The first step in forming an LLC is deciding on a name.  Your name must end with “Limited Liability Company,” or “LLC.”  For example, our fictional dance studio could be called “Dave’s Dance Studio, LLC.”  There are a few prohibited words, however.  You cannot choose a title that could be confused with a state agency, such as “Secret Service” or “IRS.”

Once you’ve decided on a name, you will need to do a name search to make sure it’s available.  The next step is registering your LLC with the State Corporation Commission.  You can do this online or by mail.  Upon registration, you will need to select a Registered Agent for your LLC.  The registered agent can be a person or a business who is responsible for dealing with all the paperwork, receiving the mail and filing annual state taxes for your LLC.  Your registered agent can be someone within the company, including yourself.  Some people choose to name their lawyer as their registered agent, because one of the most important responsibilities of the registered agent is to "accept service of process," or be the one to be served with a lawsuit if the business is sued.  You must file the Articles of Organization and pay a non-refundable fee of $100.

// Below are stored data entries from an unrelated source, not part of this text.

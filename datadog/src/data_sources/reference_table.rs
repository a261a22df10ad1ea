//! Reference table data source implementation

use async_trait::async_trait;
use tfplug::context::Context;
use tfplug::data_source::{
    ConfigureDataSourceRequest, ConfigureDataSourceResponse, DataSource, DataSourceSchemaRequest,
    DataSourceSchemaResponse, DataSourceWithConfigure, ReadDataSourceRequest,
    ReadDataSourceResponse, ValidateDataSourceConfigRequest, ValidateDataSourceConfigResponse,
};
use tfplug::schema::{AttributeBuilder, AttributeType, NestedType, SchemaBuilder};
use tfplug::types::{AttributePath, Diagnostic, Dynamic, DynamicValue};

use crate::reference_table::state::data_source_value;
use crate::reference_table::{LookupKey, ReferenceTableError, TableLookup};
use crate::DatadogProviderData;

pub const TYPE_NAME: &str = "datadog_reference_table";

#[derive(Default)]
pub struct ReferenceTableDataSource {
    provider_data: Option<DatadogProviderData>,
}

impl ReferenceTableDataSource {
    pub fn new() -> Self {
        Self::default()
    }

    fn lookup_key(config: &DynamicValue) -> LookupKey {
        let known = |name: &str| {
            config
                .get_optional_string(&AttributePath::new(name))
                .ok()
                .flatten()
        };
        LookupKey {
            id: known("id"),
            table_name: known("table_name"),
        }
    }
}

fn computed_string(name: &str, description: &str) -> tfplug::schema::Attribute {
    AttributeBuilder::new(name, AttributeType::String)
        .description(description)
        .computed()
        .build()
}

fn summary_for(error: &ReferenceTableError) -> &'static str {
    match error {
        ReferenceTableError::NotFound { .. } => "Reference table not found",
        ReferenceTableError::MissingLookupKey => "Missing required field",
        ReferenceTableError::Transport {
            operation: "listing reference tables",
            ..
        } => "error listing reference tables",
        _ => "error retrieving reference table",
    }
}

#[async_trait]
impl DataSource for ReferenceTableDataSource {
    fn type_name(&self) -> &str {
        TYPE_NAME
    }

    async fn schema(
        &self,
        _ctx: Context,
        _request: DataSourceSchemaRequest,
    ) -> DataSourceSchemaResponse {
        let schema = SchemaBuilder::new()
            .version(0)
            .description(
                "Use this data source to retrieve information about an existing Datadog reference table.",
            )
            .attribute(
                AttributeBuilder::new("id", AttributeType::String)
                    .description(
                        "The ID of the reference table. Required if `table_name` is not specified.",
                    )
                    .optional()
                    .computed()
                    .build(),
            )
            .attribute(
                AttributeBuilder::new("table_name", AttributeType::String)
                    .description(
                        "Unique name to identify this reference table. Required if `id` is not specified.",
                    )
                    .optional()
                    .computed()
                    .build(),
            )
            .attribute(computed_string(
                "description",
                "Optional text describing the purpose or contents of this reference table.",
            ))
            .attribute(computed_string(
                "source",
                "The source type for reference table data.",
            ))
            .attribute(
                AttributeBuilder::nested(
                    "schema",
                    NestedType::single(vec![
                        AttributeBuilder::nested(
                            "fields",
                            NestedType::list(vec![
                                computed_string("name", "Name of the column."),
                                computed_string("type", "Data type of the column."),
                            ]),
                        )
                        .description("List of fields (columns) in the reference table.")
                        .computed()
                        .build(),
                        AttributeBuilder::new(
                            "primary_keys",
                            AttributeType::List(Box::new(AttributeType::String)),
                        )
                        .description(
                            "List of field names that serve as primary keys for the table.",
                        )
                        .computed()
                        .build(),
                    ]),
                )
                .description("Schema defining the structure and columns of the reference table.")
                .computed()
                .build(),
            )
            .attribute(
                AttributeBuilder::new("tags", AttributeType::List(Box::new(AttributeType::String)))
                    .description("Tags for organizing and filtering reference tables.")
                    .computed()
                    .build(),
            )
            .attribute(computed_string(
                "created_by",
                "UUID of the user who created the reference table.",
            ))
            .attribute(computed_string(
                "last_updated_by",
                "UUID of the user who last updated the reference table.",
            ))
            .attribute(
                AttributeBuilder::new("row_count", AttributeType::Number)
                    .description(
                        "The number of successfully processed rows in the reference table.",
                    )
                    .computed()
                    .build(),
            )
            .attribute(computed_string("status", "The processing status of the table."))
            .attribute(computed_string(
                "updated_at",
                "When the reference table was last updated, in ISO 8601 format.",
            ))
            .build();

        DataSourceSchemaResponse {
            schema,
            diagnostics: vec![],
        }
    }

    async fn validate(
        &self,
        _ctx: Context,
        request: ValidateDataSourceConfigRequest,
    ) -> ValidateDataSourceConfigResponse {
        let mut diagnostics = vec![];

        // Unknown values may still turn into a usable key at apply time
        let is_null = |name: &str| {
            request
                .config
                .get(&AttributePath::new(name))
                .map(Dynamic::is_null)
                .unwrap_or(true)
        };
        if is_null("id") && is_null("table_name") {
            diagnostics.push(
                ReferenceTableError::MissingLookupKey
                    .to_diagnostic(summary_for(&ReferenceTableError::MissingLookupKey)),
            );
        }

        ValidateDataSourceConfigResponse { diagnostics }
    }

    async fn read(&self, ctx: Context, request: ReadDataSourceRequest) -> ReadDataSourceResponse {
        let provider_data = match &self.provider_data {
            Some(data) => data,
            None => {
                return ReadDataSourceResponse {
                    state: DynamicValue::null(),
                    diagnostics: vec![Diagnostic::error(
                        "Provider not configured",
                        "Provider data was not properly configured",
                    )],
                };
            }
        };

        let key = Self::lookup_key(&request.config);
        tracing::debug!("Reading reference table data source with {:?}", key);

        match TableLookup::new(provider_data.client.as_ref())
            .lookup(&ctx, &key)
            .await
        {
            Ok(table) => ReadDataSourceResponse {
                state: data_source_value(&table),
                diagnostics: vec![],
            },
            Err(e) => ReadDataSourceResponse {
                state: DynamicValue::null(),
                diagnostics: vec![e.to_diagnostic(summary_for(&e))],
            },
        }
    }
}

#[async_trait]
impl DataSourceWithConfigure for ReferenceTableDataSource {
    async fn configure(
        &mut self,
        _ctx: Context,
        request: ConfigureDataSourceRequest,
    ) -> ConfigureDataSourceResponse {
        let mut diagnostics = vec![];

        if let Some(data) = request.provider_data {
            if let Some(provider_data) = data.downcast_ref::<DatadogProviderData>() {
                self.provider_data = Some(provider_data.clone());
            } else {
                diagnostics.push(Diagnostic::error(
                    "Invalid provider data",
                    "Failed to extract DatadogProviderData from provider data",
                ));
            }
        } else {
            diagnostics.push(Diagnostic::error(
                "No provider data",
                "No provider data was provided to the data source",
            ));
        }

        ConfigureDataSourceResponse { diagnostics }
    }
}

Once you’ve formed your LLC, don’t forget to create an operating agreement.  An operating agreement is not required of an LLC in Virginia, but it’s always a good idea to have clear-cut rules and guidelines for your business.  An operating agreement is a simple legal document that outlines the operating procedures of your company.  If you’re interested in forming an LLC, or if you have already formed an LLC and would like to establish an operating agreement, we can help you draft the professional legal document you need.  Contact us for a free consultation.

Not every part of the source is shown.